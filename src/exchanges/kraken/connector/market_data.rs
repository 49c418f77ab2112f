use crate::core::errors::{ExchangeError, ResultExt};
use crate::core::kernel::RestClient;
use crate::core::pagination::{
    filter_by_since_limit, paginate, parse_timeframe, PageRequest, PaginationMode, DEFAULT_MAX_PAGES,
};
use crate::core::safe;
use crate::core::traits::MarketDataSource;
use crate::core::types::{
    Currency, ExchangeStatus, FetchParams, Market, Ohlcv, OrderBook, Params, Ticker, Trade,
};
use crate::exchanges::kraken::conversions::{
    convert_kraken_ohlcv, convert_kraken_status, convert_kraken_ticker, convert_kraken_trade,
    resolve_market,
};
use crate::exchanges::kraken::rest::KrakenRest;
use async_trait::async_trait;
use serde_json::{json, Value};
use std::collections::BTreeMap;
use tracing::instrument;

/// Kraken public market data.
pub struct MarketData<R: RestClient> {
    rest: KrakenRest<R>,
}

impl<R: RestClient + Clone> MarketData<R> {
    pub fn new(rest: &KrakenRest<R>) -> Self {
        Self { rest: rest.clone() }
    }
}

impl<R: RestClient> MarketData<R> {
    async fn fetch_ohlcv_page(
        &self,
        market: &Market,
        interval: &str,
        timeframe_secs: i64,
        since: Option<i64>,
        extra: &Params,
    ) -> Result<Vec<Ohlcv>, ExchangeError> {
        let mut request = extra.clone();
        request.insert("pair".to_string(), json!(market.id));
        request.insert("interval".to_string(), json!(interval));
        if let Some(since) = since {
            // Kraken returns candles strictly after `since`.
            request.insert(
                "since".to_string(),
                json!((since / 1000 - timeframe_secs).to_string()),
            );
        }
        let result = self.rest.public("OHLC", request).await?;
        Ok(safe::array(&result, &market.id)
            .iter()
            .filter_map(convert_kraken_ohlcv)
            .collect())
    }
}

#[async_trait]
impl<R: RestClient> MarketDataSource for MarketData<R> {
    #[instrument(skip(self), fields(exchange = "kraken"))]
    async fn load_markets(&self, reload: bool) -> Result<Vec<Market>, ExchangeError> {
        self.rest
            .load_markets(reload)
            .await
            .with_exchange_context("kraken", "load_markets")
    }

    #[instrument(skip(self), fields(exchange = "kraken"))]
    async fn fetch_markets(&self) -> Result<Vec<Market>, ExchangeError> {
        self.rest
            .fetch_markets()
            .await
            .with_exchange_context("kraken", "fetch_markets")
    }

    #[instrument(skip(self), fields(exchange = "kraken"))]
    async fn fetch_currencies(&self) -> Result<Vec<Currency>, ExchangeError> {
        self.rest.ensure_markets().await?;
        Ok(self
            .rest
            .markets()
            .currencies()
            .iter()
            .map(|c| c.as_ref().clone())
            .collect())
    }

    #[instrument(skip(self), fields(exchange = "kraken"))]
    async fn fetch_ticker(&self, symbol: &str) -> Result<Ticker, ExchangeError> {
        let market = self.rest.market(symbol).await?;
        let mut request = Params::new();
        request.insert("pair".to_string(), json!(market.id));
        let result = self.rest.public("Ticker", request).await?;
        let raw = safe::value(&result, &market.id).ok_or_else(|| {
            ExchangeError::Exchange(format!("kraken returned no ticker for {}", market.id))
        })?;
        Ok(convert_kraken_ticker(raw, market.symbol()))
    }

    #[instrument(skip(self), fields(exchange = "kraken"))]
    async fn fetch_tickers(
        &self,
        symbols: Option<&[String]>,
    ) -> Result<BTreeMap<String, Ticker>, ExchangeError> {
        self.rest.ensure_markets().await?;
        let mut request = Params::new();
        if let Some(symbols) = symbols {
            let mut ids = Vec::with_capacity(symbols.len());
            for symbol in symbols {
                let market = self.rest.markets().market(symbol)?;
                if market.active {
                    ids.push(market.id.clone());
                }
            }
            request.insert("pair".to_string(), json!(ids.join(",")));
        }

        let result = self.rest.public("Ticker", request).await?;
        let mut tickers = BTreeMap::new();
        for (id, raw) in result.as_object().into_iter().flatten() {
            let Some(market) = resolve_market(self.rest.markets(), id) else {
                continue;
            };
            let symbol = market.symbol().to_string();
            if symbols.map_or(true, |wanted| wanted.contains(&symbol)) {
                tickers.insert(symbol.clone(), convert_kraken_ticker(raw, &symbol));
            }
        }
        Ok(tickers)
    }

    #[instrument(skip(self), fields(exchange = "kraken"))]
    async fn fetch_order_book(
        &self,
        symbol: &str,
        limit: Option<usize>,
    ) -> Result<OrderBook, ExchangeError> {
        let market = self.rest.market(symbol).await?;
        let mut request = Params::new();
        request.insert("pair".to_string(), json!(market.id));
        if let Some(limit) = limit {
            request.insert("count".to_string(), json!(limit));
        }
        let result = self.rest.public("Depth", request).await?;

        // Some pairs come back keyed by their wsname.
        let book = safe::string(&market.info, "wsname")
            .and_then(|ws| safe::value(&result, &ws))
            .or_else(|| safe::value(&result, &market.id))
            .cloned()
            .unwrap_or(Value::Null);
        Ok(OrderBook::from_levels(
            market.symbol(),
            safe::array(&book, "bids"),
            safe::array(&book, "asks"),
            "price",
            "volume",
            None,
        ))
    }

    #[instrument(skip(self, params), fields(exchange = "kraken"))]
    async fn fetch_trades(&self, symbol: &str, params: FetchParams) -> Result<Vec<Trade>, ExchangeError> {
        let market = self.rest.market(symbol).await?;
        let mut request = params.extra.clone();
        request.insert("pair".to_string(), json!(market.id));
        if let Some(since) = params.since {
            request.insert("since".to_string(), json!((since / 1000).to_string()));
        }
        if let Some(limit) = params.limit {
            request.insert("count".to_string(), json!(limit));
        }
        let result = self.rest.public("Trades", request).await?;

        let mut rows = safe::array(&result, &market.id).to_vec();
        // The paging id applies to the newest trade.
        if let (Some(Value::Array(last)), Some(last_id)) = (rows.last_mut(), safe::string(&result, "last")) {
            last.push(Value::String(last_id));
        }
        let trades = rows
            .iter()
            .map(|row| convert_kraken_trade(self.rest.markets(), row, Some(&market)))
            .collect();
        Ok(filter_by_since_limit(trades, &params))
    }

    #[instrument(skip(self, params), fields(exchange = "kraken"))]
    async fn fetch_ohlcv(
        &self,
        symbol: &str,
        timeframe: &str,
        params: FetchParams,
    ) -> Result<Vec<Ohlcv>, ExchangeError> {
        let market = self.rest.market(symbol).await?;
        let interval = self.rest.descriptor().timeframe(timeframe)?.to_string();
        let timeframe_secs = parse_timeframe(timeframe).ok_or_else(|| {
            ExchangeError::NotSupported(format!("kraken does not support timeframe {}", timeframe))
        })?;

        if !params.paginate {
            let candles = self
                .fetch_ohlcv_page(&market, &interval, timeframe_secs, params.since, &params.extra)
                .await?;
            return Ok(filter_by_since_limit(candles, &params));
        }

        let mode = PaginationMode::TimeWindow {
            window: self.rest.descriptor().options.ohlcv_page_size,
            step_ms: timeframe_secs * 1000,
        };
        let (market, interval, extra) = (&market, interval.as_str(), &params.extra);
        paginate(&mode, &params, DEFAULT_MAX_PAGES, move |page: PageRequest| {
            self.fetch_ohlcv_page(market, interval, timeframe_secs, page.since, extra)
        })
        .await
        .with_exchange_context("kraken", "fetch_ohlcv")
    }

    async fn fetch_time(&self) -> Result<i64, ExchangeError> {
        self.rest.server_time().await
    }

    #[instrument(skip(self), fields(exchange = "kraken"))]
    async fn fetch_status(&self) -> Result<ExchangeStatus, ExchangeError> {
        let result = self.rest.public("SystemStatus", Params::new()).await?;
        Ok(convert_kraken_status(&result))
    }
}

#### Exercise prompt
Each record above should be restated word for word.

#### Exercise answer
filename src/exchanges/kraken/connector/market_data.rs
repository 49c418f77ab2112f
use crate::core::errors::{ExchangeError, ResultExt};
use crate::core::kernel::RestClient;
use crate::core::pagination::{
    filter_by_since_limit, paginate, parse_timeframe, PageRequest, PaginationMode, DEFAULT_MAX_PAGES,
};
use crate::core::safe;
use crate::core::traits::MarketDataSource;
use crate::core::types::{
    Currency, ExchangeStatus, FetchParams, Market, Ohlcv, OrderBook, Params, Ticker, Trade,
};
use crate::exchanges::kraken::conversions::{
    convert_kraken_ohlcv, convert_kraken_status, convert_kraken_ticker, convert_kraken_trade,
    resolve_market,
};
use crate::exchanges::kraken::rest::KrakenRest;
use async_trait::async_trait;
use serde_json::{json, Value};
use std::collections::BTreeMap;
use tracing::instrument;

/// Kraken public market data.
pub struct MarketData<R: RestClient> {
    rest: KrakenRest<R>,
}

impl<R: RestClient + Clone> MarketData<R> {
    pub fn new(rest: &KrakenRest<R>) -> Self {
        Self { rest: rest.clone() }
    }
}

impl<R: RestClient> MarketData<R> {
    async fn fetch_ohlcv_page(
        &self,
        market: &Market,
        interval: &str,
        timeframe_secs: i64,
        since: Option<i64>,
        extra: &Params,
    ) -> Result<Vec<Ohlcv>, ExchangeError> {
        let mut request = extra.clone();
        request.insert("pair".to_string(), json!(market.id));
        request.insert("interval".to_string(), json!(interval));
        if let Some(since) = since {
            // Kraken returns candles strictly after `since`.
            request.insert(
                "since".to_string(),
                json!((since / 1000 - timeframe_secs).to_string()),
            );
        }
        let result = self.rest.public("OHLC", request).await?;
        Ok(safe::array(&result, &market.id)
            .iter()
            .filter_map(convert_kraken_ohlcv)
            .collect())
    }
}

#[async_trait]
impl<R: RestClient> MarketDataSource for MarketData<R> {
    #[instrument(skip(self), fields(exchange = "kraken"))]
    async fn load_markets(&self, reload: bool) -> Result<Vec<Market>, ExchangeError> {
        self.rest
            .load_markets(reload)
            .await
            .with_exchange_context("kraken", "load_markets")
    }

    #[instrument(skip(self), fields(exchange = "kraken"))]
    async fn fetch_markets(&self) -> Result<Vec<Market>, ExchangeError> {
        self.rest
            .fetch_markets()
            .await
            .with_exchange_context("kraken", "fetch_markets")
    }

    #[instrument(skip(self), fields(exchange = "kraken"))]
    async fn fetch_currencies(&self) -> Result<Vec<Currency>, ExchangeError> {
        self.rest.ensure_markets().await?;
        Ok(self
            .rest
            .markets()
            .currencies()
            .iter()
            .map(|c| c.as_ref().clone())
            .collect())
    }

    #[instrument(skip(self), fields(exchange = "kraken"))]
    async fn fetch_ticker(&self, symbol: &str) -> Result<Ticker, ExchangeError> {
        let market = self.rest.market(symbol).await?;
        let mut request = Params::new();
        request.insert("pair".to_string(), json!(market.id));
        let result = self.rest.public("Ticker", request).await?;
        let raw = safe::value(&result, &market.id).ok_or_else(|| {
            ExchangeError::Exchange(format!("kraken returned no ticker for {}", market.id))
        })?;
        Ok(convert_kraken_ticker(raw, market.symbol()))
    }

    #[instrument(skip(self), fields(exchange = "kraken"))]
    async fn fetch_tickers(
        &self,
        symbols: Option<&[String]>,
    ) -> Result<BTreeMap<String, Ticker>, ExchangeError> {
        self.rest.ensure_markets().await?;
        let mut request = Params::new();
        if let Some(symbols) = symbols {
            let mut ids = Vec::with_capacity(symbols.len());
            for symbol in symbols {
                let market = self.rest.markets().market(symbol)?;
                if market.active {
                    ids.push(market.id.clone());
                }
            }
            request.insert("pair".to_string(), json!(ids.join(",")));
        }

        let result = self.rest.public("Ticker", request).await?;
        let mut tickers = BTreeMap::new();
        for (id, raw) in result.as_object().into_iter().flatten() {
            let Some(market) = resolve_market(self.rest.markets(), id) else {
                continue;
            };
            let symbol = market.symbol().to_string();
            if symbols.map_or(true, |wanted| wanted.contains(&symbol)) {
                tickers.insert(symbol.clone(), convert_kraken_ticker(raw, &symbol));
            }
        }
        Ok(tickers)
    }

    #[instrument(skip(self), fields(exchange = "kraken"))]
    async fn fetch_order_book(
        &self,
        symbol: &str,
        limit: Option<usize>,
    ) -> Result<OrderBook, ExchangeError> {
        let market = self.rest.market(symbol).await?;
        let mut request = Params::new();
        request.insert("pair".to_string(), json!(market.id));
        if let Some(limit) = limit {
            request.insert("count".to_string(), json!(limit));
        }
        let result = self.rest.public("Depth", request).await?;

        // Some pairs come back keyed by their wsname.
        let book = safe::string(&market.info, "wsname")
            .and_then(|ws| safe::value(&result, &ws))
            .or_else(|| safe::value(&result, &market.id))
            .cloned()
            .unwrap_or(Value::Null);
        Ok(OrderBook::from_levels(
            market.symbol(),
            safe::array(&book, "bids"),
            safe::array(&book, "asks"),
            "price",
            "volume",
            None,
        ))
    }

    #[instrument(skip(self, params), fields(exchange = "kraken"))]
    async fn fetch_trades(&self, symbol: &str, params: FetchParams) -> Result<Vec<Trade>, ExchangeError> {
        let market = self.rest.market(symbol).await?;
        let mut request = params.extra.clone();
        request.insert("pair".to_string(), json!(market.id));
        if let Some(since) = params.since {
            request.insert("since".to_string(), json!((since / 1000).to_string()));
        }
        if let Some(limit) = params.limit {
            request.insert("count".to_string(), json!(limit));
        }
        let result = self.rest.public("Trades", request).await?;

        let mut rows = safe::array(&result, &market.id).to_vec();
        // The paging id applies to the newest trade.
        if let (Some(Value::Array(last)), Some(last_id)) = (rows.last_mut(), safe::string(&result, "last")) {
            last.push(Value::String(last_id));
        }
        let trades = rows
            .iter()
            .map(|row| convert_kraken_trade(self.rest.markets(), row, Some(&market)))
            .collect();
        Ok(filter_by_since_limit(trades, &params))
    }

    #[instrument(skip(self, params), fields(exchange = "kraken"))]
    async fn fetch_ohlcv(
        &self,
        symbol: &str,
        timeframe: &str,
        params: FetchParams,
    ) -> Result<Vec<Ohlcv>, ExchangeError> {
        let market = self.rest.market(symbol).await?;
        let interval = self.rest.descriptor().timeframe(timeframe)?.to_string();
        let timeframe_secs = parse_timeframe(timeframe).ok_or_else(|| {
            ExchangeError::NotSupported(format!("kraken does not support timeframe {}", timeframe))
        })?;

        if !params.paginate {
            let candles = self
                .fetch_ohlcv_page(&market, &interval, timeframe_secs, params.since, &params.extra)
                .await?;
            return Ok(filter_by_since_limit(candles, &params));
        }

        let mode = PaginationMode::TimeWindow {
            window: self.rest.descriptor().options.ohlcv_page_size,
            step_ms: timeframe_secs * 1000,
        };
        let (market, interval, extra) = (&market, interval.as_str(), &params.extra);
        paginate(&mode, &params, DEFAULT_MAX_PAGES, move |page: PageRequest| {
            self.fetch_ohlcv_page(market, interval, timeframe_secs, page.since, extra)
        })
        .await
        .with_exchange_context("kraken", "fetch_ohlcv")
    }

    async fn fetch_time(&self) -> Result<i64, ExchangeError> {
        self.rest.server_time().await
    }

    #[instrument(skip(self), fields(exchange = "kraken"))]
    async fn fetch_status(&self) -> Result<ExchangeStatus, ExchangeError> {
        let result = self.rest.public("SystemStatus", Params::new()).await?;
        Ok(convert_kraken_status(&result))
    }
}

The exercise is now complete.